Tuesday, June 21, 2011

Acid or no acid, that is the question

Baking soda or baking powder?  What's the difference??  Surely more than the color and shape of the box. 

Here's what I found out:

  • Pure sodium bicarbonate
  • Used as a leveling ingredient agent.  When it is mixed with a liquid and an acidic ingredient, the chemical reaction magic begins to happen.

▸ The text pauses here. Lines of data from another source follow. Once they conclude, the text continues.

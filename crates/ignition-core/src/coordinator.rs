//! Coordinator / scheduler: materializes registered signal factories stage
//! by stage, runs each stage under its execution mode, enforces the
//! result-aggregation policy between stages, and exposes the idempotent
//! `wait_all` / `get_result` surface. A `Semaphore` bounds concurrency,
//! `tokio::select!` drives cancellation, and stages run as a plain loop over
//! ready work rather than a generic executor.

use std::collections::{HashMap, HashSet};
use std::sync::Arc;
use std::time::Duration;

use tokio::sync::{OnceCell, Semaphore};
use tokio_util::sync::CancellationToken;
use tracing::{error, info, instrument, warn};

use crate::aggregator::{AggregateResult, OverallStatus, Policy, ResultAggregator};
use crate::dag::DependencyGraph;
use crate::error::{ConfigError, CoordinatorError, WaitAllError};
use crate::metrics::{MetricsSink, NoopMetricsSink};
use crate::registry::{ExecutionMode, ScopeBinding, SignalRegistry};
use crate::retry::RetryPolicy;
use crate::scope::{CancellationReason, CancellationScope};
use crate::services::Services;
use crate::signal::{ManagedSignal, Outcome, Signal, SignalResult, SignalStatus, SkipReason};

/// Construction-time configuration for a [`Coordinator`].
pub struct IgnitionOptions {
    pub policy: Policy,
    /// Deadline over the whole run, measured from the first `wait_all`
    /// call. `None` means no global deadline.
    pub global_timeout: Option<Duration>,
    /// Whether the global timeout actually cancels in-flight signals
    /// (`true`, the default) or only affects reporting once it elapses
    /// (`false`) — see DESIGN.md for the Open Question this resolves.
    pub cancel_on_global_timeout: bool,
    pub execution_mode_default: ExecutionMode,
    /// Caps how many signals across the whole run may be in flight at once.
    /// `None` means unbounded (subject only to per-stage concurrency).
    pub max_degree_of_parallelism: Option<usize>,
    pub metrics_sink: Arc<dyn MetricsSink>,
    pub default_retry: RetryPolicy,
}

impl Default for IgnitionOptions {
    fn default() -> Self {
        Self {
            policy: Policy::FailFast,
            global_timeout: None,
            cancel_on_global_timeout: true,
            execution_mode_default: ExecutionMode::Parallel,
            max_degree_of_parallelism: None,
            metrics_sink: Arc::new(NoopMetricsSink),
            default_retry: RetryPolicy::none(),
        }
    }
}

struct StageSignal {
    name: String,
    managed: Arc<ManagedSignal>,
    scope: Option<ScopeBinding>,
}

/// The part of the coordinator that needs to be shared into spawned signal
/// tasks. Kept separate from `Coordinator` (which also owns the
/// non-`Sync`-friendly `SignalRegistry` mutex) so tasks can hold a cheap
/// `Arc` clone instead of a borrow of the coordinator itself.
struct SignalExecutor {
    aggregator: Arc<ResultAggregator>,
    metrics_sink: Arc<dyn MetricsSink>,
    policy: Policy,
}

impl SignalExecutor {
    fn finish_signal(&self, stage: u32, sig: &StageSignal, run: crate::signal::SignalRun) -> SignalResult {
        let result = SignalResult::from_run(sig.name.clone(), stage, run);
        let is_bad = matches!(result.status, SignalStatus::Failed | SignalStatus::TimedOut);
        if is_bad {
            if let Some(binding) = &sig.scope {
                if binding.cancel_scope_on_failure {
                    binding
                        .scope
                        .cancel(CancellationReason::SignalFailure, Some(result.name.clone()));
                }
            }
        }
        self.aggregator.record(stage, result.clone());
        self.metrics_sink
            .record_signal_duration(&result.name, result.duration);
        self.metrics_sink
            .record_signal_status(&result.name, result.status);
        match result.status {
            SignalStatus::Succeeded => info!(signal = %result.name, stage, "signal succeeded"),
            SignalStatus::Skipped => warn!(signal = %result.name, stage, "signal skipped"),
            _ => warn!(signal = %result.name, stage, status = %result.status, "signal did not succeed"),
        }
        result
    }

    fn skipped_run(reason: SkipReason) -> crate::signal::SignalRun {
        let now = std::time::SystemTime::now();
        crate::signal::SignalRun {
            outcome: Outcome::Skipped(reason),
            started_at: now,
            finished_at: now,
            attempts: 0,
        }
    }
}

/// Races a set of tokens and cancels `target` the moment any one of them
/// fires. Used to derive a single token standing for "the caller's context
/// AND the root scope AND (optionally) the global deadline", since
/// `tokio_util::sync::CancellationToken` only natively models parent/child
/// relationships, not an arbitrary join of unrelated tokens.
fn spawn_combine(sources: Vec<CancellationToken>, target: CancellationToken) {
    tokio::spawn(async move {
        let waiters = sources.iter().map(|t| Box::pin(t.cancelled()));
        futures::future::select_all(waiters).await;
        target.cancel();
    });
}

fn combine_tokens(sources: Vec<CancellationToken>) -> CancellationToken {
    let combined = CancellationToken::new();
    spawn_combine(sources, combined.clone());
    combined
}

fn deadline_token(duration: Duration) -> CancellationToken {
    let token = CancellationToken::new();
    let child = token.clone();
    tokio::spawn(async move {
        tokio::time::sleep(duration).await;
        child.cancel();
    });
    token
}

/// Register signals, call `wait_all` once, then read `get_result` as often
/// as needed.
pub struct Coordinator {
    registry: std::sync::Mutex<SignalRegistry>,
    options: IgnitionOptions,
    root_scope: Arc<CancellationScope>,
    aggregator: Arc<ResultAggregator>,
    executor: Arc<SignalExecutor>,
    services: Services,
    run: OnceCell<Result<AggregateResult, CoordinatorError>>,
}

The result of this magic produces an expansion of  bubbles of carbon dioxide that expand under oven temperature, causing baked goods to rise.
  • Acidic ingredients include, vinegar, lemon juice, buttermilk, sour cream, chocolate, and honey
  • The chemical reaction begins to work immediately upon mixing, so get that dessert in the oven quick or it won't rise properly.
  • Has a bitter taste unless countered with a the acid of another acidic ingredient.
  • Commonly found in cookie recipes.

  • Contains sodium bicarbonate, but also has an acidic ingredient (cream of tarter) and also a drying agent (usually starch.)
  • Single acting baking powder is activated by moisture, so the recipe must be cooked soon after mixing.
  • Double acting baking powder react in two phases, so can stand for a bit before baking.
  • Often used in cakes and breads.

  • You can substitute baking powder for baking soda (you will need 3parts baking powder for every 1part soda, but it more than likely will affect the taste) but you cannot substitute baking soda for baking powder.
  • Make your own baking powder: for every tsp of baking powder = mix 1/4tso baking soda, 1/2tsp cream of tarter, and 1/4tsp cornstarch.
  • Recipes that call for both baking soda and powder, will also have the acidic ingredient to get the baking soda rockin'

Interesting Facts:
  • Once you add enough Baking Soda to neutralize the acid of a batter, any extra that is added will work to aid in browning.  This is why a cookie recipe will call for baking soda when there is no acidic ingredient.
  • Has your baking soda and powder been in your cabinet a bit too long?  Because they rely on a chemical reaction to work and chemical break down over time, heres a way to test them and make sure they haven't lost their mojo:
    • Baking soda: 1/4t + 2t white vinegar should cause immediate foaming
    • Baking powder: 1t + 1/2c of hot water should cause immediate foaming
    • If they don't get all foamy like, replace those puppies!